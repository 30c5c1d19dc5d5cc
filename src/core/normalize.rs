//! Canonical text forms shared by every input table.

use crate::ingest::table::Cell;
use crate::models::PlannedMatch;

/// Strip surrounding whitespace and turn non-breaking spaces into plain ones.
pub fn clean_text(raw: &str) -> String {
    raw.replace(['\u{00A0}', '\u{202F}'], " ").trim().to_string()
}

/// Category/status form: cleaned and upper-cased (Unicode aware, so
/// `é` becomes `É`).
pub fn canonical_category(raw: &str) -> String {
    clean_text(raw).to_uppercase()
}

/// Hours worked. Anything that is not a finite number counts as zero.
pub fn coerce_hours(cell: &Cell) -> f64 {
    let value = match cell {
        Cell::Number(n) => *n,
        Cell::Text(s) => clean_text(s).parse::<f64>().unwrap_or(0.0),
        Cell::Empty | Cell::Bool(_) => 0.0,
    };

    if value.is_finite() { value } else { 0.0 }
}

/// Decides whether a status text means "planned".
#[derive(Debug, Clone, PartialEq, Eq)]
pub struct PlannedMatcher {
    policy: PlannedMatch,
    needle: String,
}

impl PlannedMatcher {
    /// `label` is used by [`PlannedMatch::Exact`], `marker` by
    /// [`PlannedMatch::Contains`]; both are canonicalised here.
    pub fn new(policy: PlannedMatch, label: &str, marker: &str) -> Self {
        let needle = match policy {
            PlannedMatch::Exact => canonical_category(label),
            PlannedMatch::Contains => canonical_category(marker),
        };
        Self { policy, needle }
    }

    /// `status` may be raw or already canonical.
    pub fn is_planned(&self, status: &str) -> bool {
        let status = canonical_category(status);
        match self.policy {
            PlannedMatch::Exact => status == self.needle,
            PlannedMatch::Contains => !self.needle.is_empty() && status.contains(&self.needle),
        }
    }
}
==
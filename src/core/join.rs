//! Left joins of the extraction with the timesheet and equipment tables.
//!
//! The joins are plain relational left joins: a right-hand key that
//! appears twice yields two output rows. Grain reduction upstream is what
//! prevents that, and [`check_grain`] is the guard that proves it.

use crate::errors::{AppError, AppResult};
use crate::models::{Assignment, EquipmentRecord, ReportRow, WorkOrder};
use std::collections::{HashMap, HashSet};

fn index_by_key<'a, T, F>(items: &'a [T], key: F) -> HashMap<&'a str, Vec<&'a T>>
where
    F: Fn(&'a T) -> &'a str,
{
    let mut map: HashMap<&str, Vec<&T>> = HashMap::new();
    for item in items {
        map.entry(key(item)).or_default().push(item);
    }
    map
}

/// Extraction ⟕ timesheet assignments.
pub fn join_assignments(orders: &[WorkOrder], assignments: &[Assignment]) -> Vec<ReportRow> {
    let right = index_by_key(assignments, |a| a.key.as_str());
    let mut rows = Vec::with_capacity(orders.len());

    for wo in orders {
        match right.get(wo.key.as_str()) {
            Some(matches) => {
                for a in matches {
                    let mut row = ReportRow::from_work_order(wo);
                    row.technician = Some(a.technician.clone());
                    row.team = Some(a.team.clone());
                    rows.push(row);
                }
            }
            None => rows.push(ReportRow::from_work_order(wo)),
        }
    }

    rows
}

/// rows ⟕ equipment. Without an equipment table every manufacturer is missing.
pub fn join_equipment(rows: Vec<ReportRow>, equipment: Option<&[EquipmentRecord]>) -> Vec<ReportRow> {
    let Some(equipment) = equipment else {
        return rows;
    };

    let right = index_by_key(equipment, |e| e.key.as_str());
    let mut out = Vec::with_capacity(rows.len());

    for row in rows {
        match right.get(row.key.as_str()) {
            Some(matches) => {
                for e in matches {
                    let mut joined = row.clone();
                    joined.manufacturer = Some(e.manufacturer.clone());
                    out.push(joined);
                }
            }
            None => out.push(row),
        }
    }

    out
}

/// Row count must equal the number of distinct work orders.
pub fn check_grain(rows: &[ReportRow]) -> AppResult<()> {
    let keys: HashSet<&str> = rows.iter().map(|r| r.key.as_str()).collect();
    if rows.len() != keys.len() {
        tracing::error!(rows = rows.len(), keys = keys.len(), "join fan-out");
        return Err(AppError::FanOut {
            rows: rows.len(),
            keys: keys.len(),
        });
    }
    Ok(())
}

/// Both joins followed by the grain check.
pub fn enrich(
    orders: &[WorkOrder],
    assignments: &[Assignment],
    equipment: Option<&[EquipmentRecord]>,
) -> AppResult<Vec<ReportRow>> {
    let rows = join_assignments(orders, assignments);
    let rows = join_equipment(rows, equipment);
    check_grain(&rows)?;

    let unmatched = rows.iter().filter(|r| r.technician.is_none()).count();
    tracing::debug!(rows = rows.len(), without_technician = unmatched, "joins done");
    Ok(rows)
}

= WHAT IS EXPECTED =
Everything above from the line containing "for e in matches" down to the line containing "let keys: HashSet<&str>" is to be transcribed exactly, with both of those lines included and nothing else added.

= ANSWER TO THIS PROBLEM =
                for e in matches {
                    let mut joined = row.clone();
                    joined.manufacturer = Some(e.manufacturer.clone());
                    out.push(joined);
                }
            }
            None => out.push(row),
        }
    }

    out
}

/// Row count must equal the number of distinct work orders.
pub fn check_grain(rows: &[ReportRow]) -> AppResult<()> {
    let keys: HashSet<&str> = rows.iter().map(|r| r.key.as_str()).collect();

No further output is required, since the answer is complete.